Many of the paintings resemble Renaissance-era Christian works, with deep, purplish colors and the iconography of the cross showing up repeatedly.

Whereas the Renaissance masters went to great pains to produce works which looked as realistic as possible, Hirschberger’s paintings are slightly askew. Heads are bald, with crooked eyes, bodies are emaciated and the floors are slanted.

Most disturbing is the way Hirschberger renders facial expressions. “The Hypocritical Oath” features a crew of Nazi doctors experimenting on a live man who lies naked on a table. The doctors’ faces are nearly blank, with only the most subtle hints of emotion. Two of them seem to have slight grins on their faces while two others focus intently on the procedure, almost like students. But the reluctant face of the man actually holding the scalpel displays a trace of sorrow.

“The Hypocritical Oath” features another one of the trademark images of the exhibit: a system of pulleys controls the arms of the doctor performing the operation, while the grinning man overseeing the procedure controls them, his hands on the ropes.

The mechanical nature of the entire tragedy is one of Hirschberger’s themes. While individual examples of human cruelty, ignorance and despair are prevalent, the larger operations of church and state bear the brunt of the responsibility. This brings the focus solidly back to the title of the exhibit, “Indifference.”

“Indifference” also is the name of the first painting on display. The picture features a barbed-wire fence shaped into lines by Yiddish poet Edward Yashinsky, which read, “Fear not your enemies, for they can only kill you / Fear not your friends, for they can only betray you / Fear only the indifferent, who permit the killers / and betrayers to walk safely on earth.”

It’s this message that gives the

collection its poignancy. Although

the Holocaust might be the most

brutal event in history, it nevertheless is only a single brutal event in history.

But indifference, appeasement and taking the path of least resistance – these are timeless themes, which will always resonate. They are permanent fixtures of human nature.

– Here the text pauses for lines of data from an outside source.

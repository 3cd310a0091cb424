use anyhow::{Context, Result};
use dirs::home_dir;
use std::{fs, path::Path};

use super::Config;
use super::builder::ConfigBuilder;
use super::environment::apply_env_overrides;
use super::types::{FileConfig, PersistedConfig};
use super::validation::validate;

impl Config {
    pub fn config_path() -> Result<std::path::PathBuf> {
        let mut path = home_dir().context("Could not determine home directory")?;
        path.push(".trip-planner/config");
        Ok(path)
    }

    pub fn builder() -> ConfigBuilder {
        ConfigBuilder::new()
    }

    pub fn load() -> Result<Self> {
        let path = Self::config_path()?;
        let mut builder = Self::builder();

        if path.exists() {
            builder = Self::apply_file(builder, &path)?;
        }

        builder = apply_env_overrides(builder)?;

        let config = builder.build()?;
        validate(&config)?;
        Ok(config)
    }

    /// Like [`Config::load`], but never fails. When a layer is broken the
    /// layers below it are used instead and the original error is handed
    /// back, so `config` can still show and rewrite a bad file.
    pub fn load_or_fallback() -> (Self, Option<anyhow::Error>) {
        let err = match Self::load() {
            Ok(config) => return (config, None),
            Err(err) => err,
        };

        let file_only = Self::config_path().and_then(|path| {
            let builder = if path.exists() {
                Self::apply_file(Self::builder(), &path)?
            } else {
                Self::builder()
            };
            let config = builder.build()?;
            validate(&config)?;
            Ok(config)
        });

        let config = match file_only {
            Ok(config) => config,
            Err(_) => Self::defaults(),
        };
        (config, Some(err))
    }

    fn defaults() -> Self {
        let ConfigBuilder {
            gemini,
            retry,
            server,
        } = Self::builder();
        Config {
            gemini,
            retry,
            server,
        }
    }

    pub fn save(&self) -> Result<()> {
        let path = Self::config_path()?;
        if let Some(parent) = path.parent() {
            fs::create_dir_all(parent).with_context(|| {
                format!("Unable to create config directory {}", parent.display())
            })?;
        }

        let payload = PersistedConfig::from(self);
        let json = serde_json::to_string_pretty(&payload)
            .context("Failed to serialize configuration to JSON")?;
        fs::write(&path, json)
            .with_context(|| format!("Failed to write config to {}", path.display()))?;
        Ok(())
    }

    pub fn validate(&self) -> Result<()> {
        validate(self)
    }

    fn apply_file(builder: ConfigBuilder, path: &Path) -> Result<ConfigBuilder> {
        let contents = fs::read_to_string(path)
            .with_context(|| format!("Failed reading config at {}", path.display()))?;

        if contents.trim().is_empty() {
            return Ok(builder);
        }

        let file: FileConfig = serde_json::from_str(&contents)
            .with_context(|| format!("Failed parsing JSON config at {}", path.display()))?;

        Ok(file.apply(builder))
    }
}

impl FileConfig {
    pub fn apply(self, builder: ConfigBuilder) -> ConfigBuilder {
        let FileConfig {
            gemini,
            retry,
            server,
        } = self;

        let gemini = gemini.unwrap_or_default();
        let retry = retry.unwrap_or_default();
        let server = server.unwrap_or_default();

        builder
            .with_gemini(|settings| {
                if let Some(api_key) = gemini.api_key {
                    settings.api_key = api_key;
                }
                if let Some(base_url) = gemini.base_url {
                    settings.base_url = base_url;
                }
                if let Some(model) = gemini.model {
                    settings.model = model;
                }
                if let Some(timeout) = gemini.timeout_secs {
                    settings.timeout_secs = timeout;
                }
                if let Some(user_agent) = gemini.user_agent {
                    settings.user_agent = user_agent;
                }
            })
            .with_retry(|settings| {
                if let Some(max_attempts) = retry.max_attempts {
                    settings.max_attempts = max_attempts;
                }
                if let Some(backoff) = retry.initial_backoff_ms {
                    settings.initial_backoff_ms = backoff;
                }
                if let Some(jitter) = retry.max_jitter_ms {
                    settings.max_jitter_ms = jitter;
                }
            })
            .with_server(|settings| {
                if let Some(bind) = server.bind {
                    settings.bind = bind;
                }
                if let Some(port) = server.port {
                    settings.port = port;
                }
            })
    }
}
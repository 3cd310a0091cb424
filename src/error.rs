use std::fmt;

use thiserror::Error;

use crate::config::API_KEY_ENV_VAR;

/// Failures the bridge can surface for a single trip request.
///
/// The HTTP contract flattens every variant into a 500 with a message, but the
/// variant is kept around so callers can log and test which stage gave up.
#[derive(Debug, Error)]
pub enum BridgeError {
    #[error("{0}")]
    Validation(String),

    #[error("{0}")]
    Configuration(String),

    #[error("AI API error{}", status_suffix(.status))]
    Upstream {
        status: Option<u16>,
        #[source]
        source: Option<reqwest::Error>,
    },

    #[error("No content generated by the AI")]
    EmptyContent,

    #[error("Failed to parse travel plan: {0}")]
    Parse(String),

    #[error("Travel plan generation was cancelled")]
    Cancelled,

    #[error("{0}")]
    Unexpected(String),
}

/// Stable, payload-free tag for a [`BridgeError`].
#[derive(Debug, Clone, Copy, PartialEq, Eq, Hash)]
pub enum ErrorKind {
    Validation,
    Configuration,
    Upstream,
    EmptyContent,
    Parse,
    Cancelled,
    Unexpected,
}

impl BridgeError {
    pub fn kind(&self) -> ErrorKind {
        match self {
            BridgeError::Validation(_) => ErrorKind::Validation,
            BridgeError::Configuration(_) => ErrorKind::Configuration,
            BridgeError::Upstream { .. } => ErrorKind::Upstream,
            BridgeError::EmptyContent => ErrorKind::EmptyContent,
            BridgeError::Parse(_) => ErrorKind::Parse,
            BridgeError::Cancelled => ErrorKind::Cancelled,
            BridgeError::Unexpected(_) => ErrorKind::Unexpected,
        }
    }

    pub fn upstream_status(status: u16) -> Self {
        BridgeError::Upstream {
            status: Some(status),
            source: None,
        }
    }

    pub fn transport(source: reqwest::Error) -> Self {
        BridgeError::Upstream {
            status: None,
            source: Some(source),
        }
    }

    pub fn missing_api_key() -> Self {
        BridgeError::Configuration(format!(
            "Gemini API key is not configured. Set {API_KEY_ENV_VAR} or run `trip-planner config --api-key <KEY>`"
        ))
    }

    /// Whether a fresh attempt at the provider call could succeed.
    pub fn is_transient(&self) -> bool {
        match self {
            BridgeError::Upstream { status: None, .. } => true,
            BridgeError::Upstream {
                status: Some(status),
                ..
            } => is_retryable_status(*status),
            _ => false,
        }
    }
}

fn status_suffix(status: &Option<u16>) -> String {
    status
        .map(|status| format!(" (status {status})"))
        .unwrap_or_default()
}

pub(crate) fn is_retryable_status(status: u16) -> bool {
    matches!(status, 408 | 429 | 500 | 502 | 503 | 504)
}

impl fmt::Display for ErrorKind {
    fn fmt(&self, f: &mut fmt::Formatter<'_>) -> fmt::Result {
        let label = match self {
            ErrorKind::Validation => "validation",
            ErrorKind::Configuration => "configuration",
            ErrorKind::Upstream => "upstream",
            ErrorKind::EmptyContent => "empty_content",
            ErrorKind::Parse => "parse",
            ErrorKind::Cancelled => "cancelled",
            ErrorKind::Unexpected => "unexpected",
        };
        write!(f, "{label}")
    }
}
//! Configuration for the trip planner.
//!
//! Settings are layered in this order, later layers winning:
//! - built-in defaults
//! - the JSON file at `~/.trip-planner/config`
//! - environment variables (`GOOGLE_API_KEY`, `TRIP_PLANNER_*`)
//!
//! The resulting [`Config`] is passed explicitly to the Gemini client and the
//! HTTP server; nothing below this module reads the environment.

mod builder;
mod constants;
mod defaults;
mod environment;
mod loader;
mod types;
mod validation;

pub use types::{Config, GeminiSettings, RetrySettings};

pub use constants::API_KEY_ENV_VAR;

At a time when international politics is a veritable powder keg – genocide in Africa, war in the Middle East, state-sponsored terrorism the world over – the question on everyone’s lips in the United States over the past several weeks has been “What does Suri Cruise look like?” (Thanks, Vanity Fair, for cracking the case on that one. Once again, we can all sleep at night.)

Perhaps it’s not fair to expect people to be concerned all the time, but it doesn’t hurt to question our priorities. “Indifference” certainly does that, at least for the time it takes to observe and digest the exhibit.

Hirschberger’s paintings do what great “political” art always does. It tells the story, but – far more than newspapers or history books – tells it in such a way that it points to timeless truths that move beyond the events themselves.

These pictures resonate because they could be happening right now.